I really like to try weathering.... but that could be a disaster waiting to happen. Trying to get a dull look, and when you paint everything, you paint rods,pipes and everything correct? 

If it was painted on the prototype, then you'll want to paint it on the model; just not necessarily all at the same time. If you can avoid painting the valve gear, by all means do so. As Mik stated, valve gear typically wasn't painted, but was kept polished so that defects could be easily seen. Of course, there are exceptions to every rule, and many steam locos had painted valve gear. I like the unpainted look, and have found ModelFlex "dull coat" paint to do a great job of "toning down" the bright look typical of our models' valve gear. 










Besides the dull valve gear, you can see the coloration on the firebox, washed with grey paint and weathering powders. 

Weathering can be as light or as heavy as you'd like, depending on your railroad's operations. 

Compare this: 









to this: 









On the first photo, much of the grime is wiped off, showing more of the glossy surface of the paint. It's not necessarily indicative of better maintenance, but more opportunity for the crews to keep things clean. The lower locomotive is just a hard working loco that spends more time on the road between rests when the crew would have a chance to wipe things down. 

That's not to say a well-maintained loco doesn't get dirty: 









Dirt still pools where people don't commonly work--nooks and crannies, edges of walkways, etc. And don't forget coal dust: 









My preferred weathering medium is an acrylic wash (dilute acrylic paint). I use the $1 craft paints you get at Michaels, and thin them a lot. Wash them on, let the paint pool around the various details, and wipe off where you don't want it. Follow up with weathering powders. 

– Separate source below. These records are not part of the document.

use std::sync::Arc;

use axum::extract::FromRef;

use crate::config::Config;
use crate::repository::Repository;

#[derive(Clone)]
pub struct AppState {
    pub repo: Arc<dyn Repository>,
    pub config: Config,
}

impl FromRef<AppState> for Arc<dyn Repository> {
    fn from_ref(state: &AppState) -> Self {
        state.repo.clone()
    }
}

impl FromRef<AppState> for Config {
    fn from_ref(state: &AppState) -> Self {
        state.config.clone()
    }
}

If you don't like the effect, you can wash it again with water and wipe it off. I'd try the technique on a piece of freight equipment or something like that first, but it's easy to get the hang of. I like it because it keeps the reflective properties of the paint below, but still looks dirty and hard-working. 

Later, 

K


----------



## Mik (Jan 2, 2008)

I've found a couple fairly good dark greens over the years that I use depending on the effect I want.

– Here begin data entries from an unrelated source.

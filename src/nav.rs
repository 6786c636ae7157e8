//! The navigable-item index embedded in the rendered document.
//!
//! Every anchor the assembler emits is registered here with its enclosing
//! track group (an album's track list) and album group (one top-level
//! gallery block). The index is serialized to JSON and embedded as
//! `GALLERY_INDEX`, and the runtime's next/previous traversal operates on
//! it rather than walking the rendered DOM.
//!
//! [`NavIndex::find_next`] / [`NavIndex::find_prev`] are the reference
//! implementation of the runtime's two-level search: scan the remaining
//! siblings of the current item's track group in the requested direction,
//! and once the group is exhausted, escalate to the following (or
//! preceding) album groups in document order — forward searches scan each
//! group from its start, backward searches from its end.

use serde::Serialize;

/// Media kind of a navigable link target.
#[derive(Debug, Clone, Copy, PartialEq, Eq, Serialize)]
#[serde(rename_all = "lowercase")]
pub enum ItemKind {
    /// An audio track line item.
    Audio,
    /// An image link target.
    Image,
    /// A standalone video tile.
    Video,
    /// A link to an album directory (title or cover anchor).
    Album,
}

/// One navigable anchor. Sequence index = position in the index.
#[derive(Debug, Clone, Serialize)]
pub struct NavEntry {
    pub href: String,
    pub kind: ItemKind,
    /// Track-list group the item sits in, if any. Album and cover links
    /// sit outside any track list.
    #[serde(rename = "track")]
    pub track_group: Option<usize>,
    /// The top-level gallery block containing the item. Each video tile
    /// is its own block.
    #[serde(rename = "album")]
    pub album_group: usize,
}

/// Document-ordered sequence of navigable items plus group id allocation.
#[derive(Debug, Default)]
pub struct NavIndex {
    entries: Vec<NavEntry>,
    next_album_group: usize,
    next_track_group: usize,
}

impl NavIndex {
    pub fn new() -> Self {
        Self::default()
    }

    /// Allocate the id for the next top-level gallery block.
    pub fn begin_album_group(&mut self) -> usize {
        let id = self.next_album_group;
        self.next_album_group += 1;
        id
    }

    /// Allocate the id for the next track list.
    pub fn begin_track_group(&mut self) -> usize {
        let id = self.next_track_group;
        self.next_track_group += 1;
        id
    }

    /// Register an anchor, returning its sequence index for `data-nav`.
    pub fn push(&mut self, entry: NavEntry) -> usize {
        self.entries.push(entry);
        self.entries.len() - 1
    }

    pub fn len(&self) -> usize {
        self.entries.len()
    }

    pub fn is_empty(&self) -> bool {
        self.entries.is_empty()
    }

    pub fn get(&self, index: usize) -> Option<&NavEntry> {
        self.entries.get(index)
    }

    /// The JSON array embedded into the document as `GALLERY_INDEX`.
    pub fn to_json(&self) -> String {
        serde_json::to_string(&self.entries).unwrap_or_else(|_| "[]".to_string())
    }

    /// Forward search from `from` for the first entry accepted by `pred`.
    ///
    /// Level one scans later entries of the same track group; level two
    /// scans later album groups in document order, each from its start.
    /// Items outside any track group (covers, album links) escalate to
    /// level two directly.
    pub fn find_next<F>(&self, from: usize, pred: F) -> Option<usize>
    where
        F: Fn(&NavEntry) -> bool,
    {
        let current = self.entries.get(from)?;
        if let Some(group) = current.track_group {
            for (i, entry) in self.entries.iter().enumerate().skip(from + 1) {
                if entry.track_group == Some(group) && pred(entry) {
                    return Some(i);
                }
            }
        }
        for (i, entry) in self.entries.iter().enumerate() {
            if entry.album_group > current.album_group && pred(entry) {
                return Some(i);
            }
        }
        None
    }

    /// Backward counterpart of [`find_next`](Self::find_next).
    ///
    /// Level one scans earlier entries of the same track group, nearest
    /// first; level two scans earlier album groups nearest-first, each
    /// from its end.
    pub fn find_prev<F>(&self, from: usize, pred: F) -> Option<usize>
    where
        F: Fn(&NavEntry) -> bool,
    {
        let current = self.entries.get(from)?;
        if let Some(group) = current.track_group {
            for i in (0..from).rev() {
                let entry = &self.entries[i];
                if entry.track_group == Some(group) && pred(entry) {
                    return Some(i);
                }
            }
        }
        for i in (0..self.entries.len()).rev() {
            let entry = &self.entries[i];
            if entry.album_group < current.album_group && pred(entry) {
                return Some(i);
            }
        }
        None
    }
}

Americana Hauser Dark Green... darker and richer than forest or hunter greens, and covers rather well for a craft paint. I used it for all the woodwork on my Climax










Tamiya Green Black... more green than black, and not nearly as drab as Pullman Green. My first choice for boiler jackets









once weathered:








Polly S PRR Brunswick Green... actually more like black with a bit of a greenish tinge. GREAT for stuff that's supposed to be dark green on the prototype, but would be hidden in deep shadow... like frames. The jacket in this pic is Brunswick Green, the cab Pullman Green









Another bit of useless information. Sometimes you'll see the color "Lake" mentioned... in modern food colors, Lake is somewhere near venal blood red. But as a vintage paint reference, it meant a really really rich dark brown.


----------



## sailbode (Jan 2, 2008)

Hi Tom, 
Good topic. I also just bought a Bachmann 10 wheeler in PRR green colors (to match my 7 green PRR passenger cars). Quickly realized the shiney new loco does not look very "scale". I've admired Kevins weathering techniques for some time now and am glad to see his contribution. Kevin, if you could gives us a step by step (with pictures) I for one would be very grateful. You are the Master!! 
Don


----------



## tom h (Jan 2, 2008)

Thanks Mik and Kevin, Kevin I got the idea from your articles in Garden RR magazine, I am glad you chimed in, great info and thank you very much. I am going to go back and look at them again, I cant remember if you showed how to take it apart.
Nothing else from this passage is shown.